• [WHAT THE EXERCISE ASKS] In the entries below, find the line with "for def in defs.values_mut()" and the line with "JSONSchema::options()"; give again those lines and every line between them, exactly.

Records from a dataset
>>

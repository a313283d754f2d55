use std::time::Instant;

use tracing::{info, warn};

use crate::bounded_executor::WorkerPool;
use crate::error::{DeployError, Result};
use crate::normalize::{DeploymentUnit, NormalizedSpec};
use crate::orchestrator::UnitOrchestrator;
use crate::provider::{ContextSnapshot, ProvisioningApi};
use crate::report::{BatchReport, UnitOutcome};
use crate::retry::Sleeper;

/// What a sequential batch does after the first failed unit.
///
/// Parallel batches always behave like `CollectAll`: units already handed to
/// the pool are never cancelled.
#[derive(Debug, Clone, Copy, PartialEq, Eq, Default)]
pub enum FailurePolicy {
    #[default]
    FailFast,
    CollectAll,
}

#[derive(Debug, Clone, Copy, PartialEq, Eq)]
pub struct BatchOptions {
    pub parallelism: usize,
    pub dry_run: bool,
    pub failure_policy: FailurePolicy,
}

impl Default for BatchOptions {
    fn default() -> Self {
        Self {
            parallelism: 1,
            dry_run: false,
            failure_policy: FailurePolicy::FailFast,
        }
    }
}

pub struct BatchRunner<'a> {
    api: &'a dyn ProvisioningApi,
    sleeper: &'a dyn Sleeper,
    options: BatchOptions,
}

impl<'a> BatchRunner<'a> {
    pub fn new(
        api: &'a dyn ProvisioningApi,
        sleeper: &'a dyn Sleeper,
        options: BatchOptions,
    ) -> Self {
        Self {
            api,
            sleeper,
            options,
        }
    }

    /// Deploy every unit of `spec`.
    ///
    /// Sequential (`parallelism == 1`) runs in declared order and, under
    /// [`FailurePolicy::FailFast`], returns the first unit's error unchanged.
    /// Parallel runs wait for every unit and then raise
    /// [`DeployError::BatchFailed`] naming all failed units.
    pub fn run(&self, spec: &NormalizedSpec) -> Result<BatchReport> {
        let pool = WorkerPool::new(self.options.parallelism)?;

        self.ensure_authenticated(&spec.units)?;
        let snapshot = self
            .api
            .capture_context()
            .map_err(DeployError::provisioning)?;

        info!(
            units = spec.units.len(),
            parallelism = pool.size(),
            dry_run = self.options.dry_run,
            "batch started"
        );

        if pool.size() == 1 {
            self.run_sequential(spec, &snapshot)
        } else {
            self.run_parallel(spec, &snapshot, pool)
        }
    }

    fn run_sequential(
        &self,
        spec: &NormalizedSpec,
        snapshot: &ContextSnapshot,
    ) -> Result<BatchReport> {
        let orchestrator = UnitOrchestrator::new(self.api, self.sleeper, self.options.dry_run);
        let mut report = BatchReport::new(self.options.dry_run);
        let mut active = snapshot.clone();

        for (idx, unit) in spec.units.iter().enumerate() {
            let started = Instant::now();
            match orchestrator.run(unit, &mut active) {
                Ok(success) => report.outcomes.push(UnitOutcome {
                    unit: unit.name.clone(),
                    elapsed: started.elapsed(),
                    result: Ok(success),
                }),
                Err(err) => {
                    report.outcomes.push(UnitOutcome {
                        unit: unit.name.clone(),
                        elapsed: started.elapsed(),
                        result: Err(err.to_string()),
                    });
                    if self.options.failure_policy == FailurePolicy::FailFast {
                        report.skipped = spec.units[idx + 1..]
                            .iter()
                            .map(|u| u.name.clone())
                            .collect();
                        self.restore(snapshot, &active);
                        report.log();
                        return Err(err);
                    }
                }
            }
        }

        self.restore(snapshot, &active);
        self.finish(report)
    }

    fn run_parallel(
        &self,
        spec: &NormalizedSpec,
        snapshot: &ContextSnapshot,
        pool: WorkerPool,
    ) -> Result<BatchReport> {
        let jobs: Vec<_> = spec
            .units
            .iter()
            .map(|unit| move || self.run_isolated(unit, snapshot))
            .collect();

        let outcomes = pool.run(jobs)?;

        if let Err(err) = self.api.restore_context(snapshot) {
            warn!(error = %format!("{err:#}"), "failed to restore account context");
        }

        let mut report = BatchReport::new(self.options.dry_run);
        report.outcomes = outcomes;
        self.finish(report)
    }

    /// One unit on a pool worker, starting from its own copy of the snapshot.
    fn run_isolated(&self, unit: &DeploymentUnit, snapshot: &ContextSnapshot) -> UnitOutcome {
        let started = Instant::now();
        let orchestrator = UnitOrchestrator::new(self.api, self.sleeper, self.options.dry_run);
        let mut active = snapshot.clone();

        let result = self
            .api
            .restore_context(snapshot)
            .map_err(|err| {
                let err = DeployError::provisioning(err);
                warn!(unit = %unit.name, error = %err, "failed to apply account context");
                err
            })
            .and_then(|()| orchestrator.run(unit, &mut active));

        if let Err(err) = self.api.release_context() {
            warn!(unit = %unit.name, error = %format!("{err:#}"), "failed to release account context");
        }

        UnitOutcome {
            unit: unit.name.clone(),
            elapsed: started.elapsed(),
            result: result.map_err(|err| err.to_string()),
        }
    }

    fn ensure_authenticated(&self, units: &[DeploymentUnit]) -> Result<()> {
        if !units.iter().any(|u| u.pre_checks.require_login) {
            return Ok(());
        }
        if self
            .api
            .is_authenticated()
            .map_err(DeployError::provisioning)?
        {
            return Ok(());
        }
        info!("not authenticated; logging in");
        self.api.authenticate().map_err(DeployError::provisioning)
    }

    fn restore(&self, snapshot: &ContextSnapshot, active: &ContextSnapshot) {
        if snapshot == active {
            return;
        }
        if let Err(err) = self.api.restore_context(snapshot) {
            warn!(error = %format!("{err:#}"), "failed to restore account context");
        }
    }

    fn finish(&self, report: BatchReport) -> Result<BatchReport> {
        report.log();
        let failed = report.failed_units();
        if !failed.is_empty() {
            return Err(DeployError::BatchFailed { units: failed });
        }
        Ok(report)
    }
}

<<
>>

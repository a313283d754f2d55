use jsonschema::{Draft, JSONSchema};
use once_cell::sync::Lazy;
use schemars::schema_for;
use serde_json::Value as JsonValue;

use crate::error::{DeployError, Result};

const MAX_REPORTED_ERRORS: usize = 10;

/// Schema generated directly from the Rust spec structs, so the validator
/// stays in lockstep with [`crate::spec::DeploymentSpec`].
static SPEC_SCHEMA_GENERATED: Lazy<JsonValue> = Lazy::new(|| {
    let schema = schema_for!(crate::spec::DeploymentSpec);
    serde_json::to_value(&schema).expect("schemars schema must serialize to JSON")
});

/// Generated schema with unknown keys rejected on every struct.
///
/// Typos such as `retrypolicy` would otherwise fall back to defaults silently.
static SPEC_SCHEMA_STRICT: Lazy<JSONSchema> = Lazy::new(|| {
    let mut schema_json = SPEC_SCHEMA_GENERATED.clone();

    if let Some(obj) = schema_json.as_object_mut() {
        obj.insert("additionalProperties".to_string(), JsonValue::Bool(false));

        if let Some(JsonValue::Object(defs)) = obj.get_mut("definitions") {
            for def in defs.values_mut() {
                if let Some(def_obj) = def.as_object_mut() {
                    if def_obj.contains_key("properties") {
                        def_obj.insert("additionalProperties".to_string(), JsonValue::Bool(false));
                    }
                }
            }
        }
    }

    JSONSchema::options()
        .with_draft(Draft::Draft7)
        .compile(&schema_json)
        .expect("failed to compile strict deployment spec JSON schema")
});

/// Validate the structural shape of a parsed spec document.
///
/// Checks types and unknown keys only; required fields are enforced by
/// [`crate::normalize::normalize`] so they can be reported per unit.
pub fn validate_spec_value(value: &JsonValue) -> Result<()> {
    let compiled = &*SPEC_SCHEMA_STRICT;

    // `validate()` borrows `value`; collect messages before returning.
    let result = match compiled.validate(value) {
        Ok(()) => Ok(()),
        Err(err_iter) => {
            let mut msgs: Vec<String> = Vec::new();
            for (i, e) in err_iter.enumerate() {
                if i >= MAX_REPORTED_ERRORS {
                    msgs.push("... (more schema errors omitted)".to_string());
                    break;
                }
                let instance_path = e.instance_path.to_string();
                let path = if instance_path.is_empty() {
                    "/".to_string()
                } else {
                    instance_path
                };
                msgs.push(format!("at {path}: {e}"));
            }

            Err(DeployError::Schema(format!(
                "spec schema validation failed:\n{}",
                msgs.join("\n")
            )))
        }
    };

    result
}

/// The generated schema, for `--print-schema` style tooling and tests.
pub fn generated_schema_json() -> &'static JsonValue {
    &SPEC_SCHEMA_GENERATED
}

<<

• [TASK OUTPUT]
            for def in defs.values_mut() {
                if let Some(def_obj) = def.as_object_mut() {
                    if def_obj.contains_key("properties") {
                        def_obj.insert("additionalProperties".to_string(), JsonValue::Bool(false));
                    }
                }
            }
        }
    }

    JSONSchema::options()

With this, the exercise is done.